A prática de preços muito mais altos que os custos de importação têm viabilizado a lucratividade da cadeia de importação e a competitividade dos combustíveis importados, em especial da Rússia e dos Estados Unidos.
O combustível brasileiro arbitraria e indevidamente mais caro perde mercado para o importado, o que resulta na ociosidade das refinarias da Petrobrás, em até 25% da sua capacidade de processamento de carga fresca, e em 13% no primeiro semestre de 2023. [13]

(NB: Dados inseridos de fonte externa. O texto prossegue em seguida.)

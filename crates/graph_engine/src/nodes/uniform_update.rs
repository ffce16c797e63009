//! Per-frame uniform update node
//!
//! Owns one uniform buffer per swapchain image, persistently mapped in
//! `HOST_VISIBLE | HOST_COHERENT` memory, and rewrites the acquired image's
//! buffer each frame. Writers copy straight into the mapped pointer; no
//! flush is needed. The buffer for the current image is published so a
//! descriptor-owning node can bind it.

use crate::graph::{
    Node, NodeContext, NodeError, NodeResult, NodeType, NodeTypeBuilder, NodeTypeId, SlotDataType,
    SlotDesc, SlotValue,
};
use crate::resource::profiler::AllocationLocation;
use crate::vulkan::PerFrameUniforms;

/// Bytes per uniform buffer: frame index, time, extent and padding as f32s
const UNIFORM_SIZE: u64 = (8 * std::mem::size_of::<f32>()) as u64;

/// Node maintaining per-swapchain-image uniform buffers
#[derive(Default)]
pub struct UniformUpdateNode {
    uniforms: Option<PerFrameUniforms>,
}

impl UniformUpdateNode {
    /// Registered type id
    pub const TYPE_ID: NodeTypeId = 5;

    /// Input slot: swapchain images (dependency: count changes recompile)
    pub const IMAGES: u32 = 0;
    /// Input slot: acquired image index
    pub const IMAGE_INDEX: u32 = 1;
    /// Input slot: current swapchain extent
    pub const EXTENT: u32 = 2;

    /// Output slot: the uniform buffer backing the acquired image
    pub const UNIFORM_BUFFER: u32 = 0;

    /// Build the node type for registration
    pub fn node_type() -> NodeType {
        NodeTypeBuilder::new(Self::TYPE_ID, "uniform_update")
            .input(SlotDesc::new("images", SlotDataType::ImageArray).dependency())
            .input(SlotDesc::new("image_index", SlotDataType::U32))
            .input(SlotDesc::new("extent", SlotDataType::Extent))
            .output(SlotDesc::new("uniform_buffer", SlotDataType::Buffer))
            .build(Box::new(|| Box::new(Self::default())))
    }
}

impl Node for UniformUpdateNode {
    fn compile(&mut self, ctx: &mut NodeContext) -> NodeResult<()> {
        let images = ctx.input_images(Self::IMAGES)?;
        let device = ctx.device()?;

        let needs_alloc = self
            .uniforms
            .as_ref()
            .map(|uniforms| uniforms.len() != images.len())
            .unwrap_or(true);
        if needs_alloc {
            let uniforms = PerFrameUniforms::new(device, images.len() as u32, UNIFORM_SIZE)?;
            ctx.record_allocation(AllocationLocation::Device, uniforms.total_bytes(), false);
            ctx.log().debug(format!(
                "allocated {} persistently mapped uniform buffers of {} bytes",
                uniforms.len(),
                UNIFORM_SIZE
            ));
            self.uniforms = Some(uniforms);
        }

        let uniforms = self
            .uniforms
            .as_ref()
            .ok_or_else(|| NodeError::Message("uniform buffers not allocated".into()))?;
        ctx.publish(Self::UNIFORM_BUFFER, SlotValue::Buffer(uniforms.buffer(0)))?;
        Ok(())
    }

    fn execute(&mut self, ctx: &mut NodeContext) -> NodeResult<()> {
        let image_index = ctx.input_u32(Self::IMAGE_INDEX)? as usize;
        let extent = ctx
            .input(Self::EXTENT)?
            .as_extent()
            .ok_or_else(|| NodeError::Message("extent input has wrong type".into()))?;

        let uniforms = self
            .uniforms
            .as_ref()
            .ok_or_else(|| NodeError::Message("uniform buffers not allocated".into()))?;
        if image_index >= uniforms.len() {
            return Err(NodeError::Message("image index out of uniform range".into()));
        }

        let frame = ctx.frame_number();
        let data: [f32; 8] = [
            frame as f32,
            (frame % 1000) as f32 / 1000.0,
            extent.width as f32,
            extent.height as f32,
            0.0,
            0.0,
            0.0,
            0.0,
        ];
        uniforms.write(image_index, &data)?;

        ctx.publish(
            Self::UNIFORM_BUFFER,
            SlotValue::Buffer(uniforms.buffer(image_index)),
        )?;
        Ok(())
    }

    fn cleanup(&mut self, ctx: &mut NodeContext) {
        ctx.log().debug("unmapping and destroying uniform buffers");
        // Unmap, destroy and free happen in the buffers' drop; descriptor
        // sets referencing them stay owned by their pool
        self.uniforms = None;
    }
}

#[cfg(test)]
mod tests {
    use super::*;
    use crate::graph::SlotRole;

    #[test]
    fn test_schema_shape() {
        let ty = UniformUpdateNode::node_type();
        assert_eq!(ty.input_count(), 3);
        assert_eq!(ty.output_count(), 1);
        assert_eq!(
            ty.input_schema()[UniformUpdateNode::IMAGES as usize].role,
            SlotRole::Dependency
        );
        assert_eq!(
            ty.output_schema()[UniformUpdateNode::UNIFORM_BUFFER as usize].data_type,
            SlotDataType::Buffer
        );
    }

    #[test]
    fn test_uniform_payload_is_pod_sized() {
        assert_eq!(UNIFORM_SIZE, 32);
        assert_eq!(std::mem::size_of::<[f32; 8]>() as u64, UNIFORM_SIZE);
    }
}
//! Synchronization primitives
//!
//! RAII wrappers for semaphores and fences. The frame-sync node owns these in
//! per-frame and per-image arrays and publishes the raw handles downstream.

use super::context::{VulkanError, VulkanResult};
use ash::{vk, Device};

/// Semaphore wrapper with RAII cleanup
pub struct Semaphore {
    device: Device,
    semaphore: vk::Semaphore,
}

impl Semaphore {
    /// Create a new binary semaphore
    pub fn new(device: Device) -> VulkanResult<Self> {
        let create_info = vk::SemaphoreCreateInfo::builder();
        let semaphore = unsafe {
            device
                .create_semaphore(&create_info, None)
                .map_err(VulkanError::Api)?
        };
        Ok(Self { device, semaphore })
    }

    /// The raw handle
    pub fn handle(&self) -> vk::Semaphore {
        self.semaphore
    }
}

impl Drop for Semaphore {
    fn drop(&mut self) {
        unsafe {
            self.device.destroy_semaphore(self.semaphore, None);
        }
    }
}

/// Fence wrapper with RAII cleanup
pub struct Fence {
    device: Device,
    fence: vk::Fence,
}

impl Fence {
    /// Create a fence, optionally already signaled
    ///
    /// In-flight fences are created signaled so the first wait on a frame
    /// that was never submitted returns immediately.
    pub fn new(device: Device, signaled: bool) -> VulkanResult<Self> {
        let flags = if signaled {
            vk::FenceCreateFlags::SIGNALED
        } else {
            vk::FenceCreateFlags::empty()
        };
        let create_info = vk::FenceCreateInfo::builder().flags(flags);
        let fence = unsafe {
            device
                .create_fence(&create_info, None)
                .map_err(VulkanError::Api)?
        };
        Ok(Self { device, fence })
    }

    /// Block until the fence signals
    pub fn wait(&self, timeout: u64) -> VulkanResult<()> {
        unsafe {
            self.device
                .wait_for_fences(&[self.fence], true, timeout)
                .map_err(|code| VulkanError::Op {
                    operation: "vkWaitForFences",
                    code,
                })
        }
    }

    /// Block with no timeout
    pub fn wait_unbounded(&self) -> VulkanResult<()> {
        self.wait(u64::MAX)
    }

    /// Return the fence to the unsignaled state
    pub fn reset(&self) -> VulkanResult<()> {
        unsafe {
            self.device
                .reset_fences(&[self.fence])
                .map_err(|code| VulkanError::Op {
                    operation: "vkResetFences",
                    code,
                })
        }
    }

    /// Whether the fence is currently signaled
    pub fn is_signaled(&self) -> VulkanResult<bool> {
        unsafe {
            match self.device.get_fence_status(self.fence) {
                Ok(signaled) => Ok(signaled),
                Err(code) => Err(VulkanError::Op {
                    operation: "vkGetFenceStatus",
                    code,
                }),
            }
        }
    }

    /// The raw handle
    pub fn handle(&self) -> vk::Fence {
        self.fence
    }
}

impl Drop for Fence {
    fn drop(&mut self) {
        unsafe {
            self.device.destroy_fence(self.fence, None);
        }
    }
}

O consumidor brasileiro paga preços vinculados ao petróleo no mercado internacional e à cotação do dólar, além dos custos estimados de importação, apesar do petróleo ser produzido no Brasil e de haver capacidade de refiná-lo no país, enquanto isso a Petrobrás perde mercado.
De janeiro a junho de 2023, 34% do diesel importado pelo Brasil foi produzido na Rússia e 31% nos Estados Unidos.

Nenhum país continental e populoso como o Brasil se desenvolveu exportando petróleo cru e produtos primários, muito menos por multinacionais estrangeiras, e importando produtos industrializados de maior valor agregado, é preciso estancar as veias dilaceradas do Brasil e interromper este novo ciclo do tipo colonial.

Para tirar o Brasil da rota colonial e primária exportadora de petróleo cru é necessário:

1) Interromper os leilões para exploração e produção do petróleo e voltar a realizá-los em compasso com a demanda nacional pelo consumo de petróleo e de seus derivados.

2) Alterar a política de preços dos combustíveis, ocupar plenamente e ampliar o parque de refino da Petrobrás. Praticar preços justos e competitivos, compatíveis com os custos da estatal. Se, e quando necessário, a Petrobrás deve importar os derivados e assumir papel de liderança para garantir o abastecimento nacional aos menores custos possíveis.

3) Adotar política de altos investimentos, com máximo conteúdo nacional, e de dividendos, atendendo a legislação em vigor, com mínima distribuição pela direção da Petrobrás. Priorizar investimentos industriais que agreguem valor ao petróleo cru, com a produção de combustíveis e produtos petroquímicos.

4) Promover política para impedir, ou limitar severamente, a exportação de petróleo cru, como taxar elevada e permanentemente a exportação de petróleo para incentivar a industrialização e agregação de valor ao petróleo no Brasil.

5) Reverter as privatizações, com reestatização das refinarias (RLAM, REMAN, RPCC), transportadoras (NTS, TAG) e da distribuidora de combustíveis (BR) da Petrobrás.

Felipe Coutinho é engenheiro químico e vice-presidente da Associação dos Engenheiros da Petrobrás (AEPET)

Referências

[1] ANP, “Dados estatísticos,” 2023.
[2] Petrobras, “Produção e Comercialização,” 2023.
[3] MDIC, “Comexstat,” 2023.
[4] F. Coutinho, “Cinco Falácias sobre o Preço Paritário de Importação (PPI) praticado pela direção da Petrobrás,” 2022.
[5] ANP, “Produção Nacional de Derivados de Petróleo (barris),” 2022.
[6] ANP, “Vendas de derivados de petróleo e etanol,” 2023.
[7] AEPET, “Proposta de nova política de preços do diesel para a Petrobrás,” 2019.
[8] Diário do Nordeste, “Investimentos da Petrobras terão queda de 40%,” 2015.
[9] F. Coutinho, “Prates anuncia fim do Preço Paritário de Importação (PPI), mas ajusta preço do Diesel ao PPI”.
[10] F. Coutinho, “O fim do Preço Paritário de Importação (PPI) é mais uma farsa,” 2023.
[11] F. Coutinho, “Fim do Preço Paritário de Importação (PPI) é uma falácia nomotética,” 2023.
[12] F. Coutinho, “Prates mantém investimento baixo e dividendo alto na Petrobrás (2T23),” 2023.
[13] Petrobras, “Relatórios de Produção e Vendas”.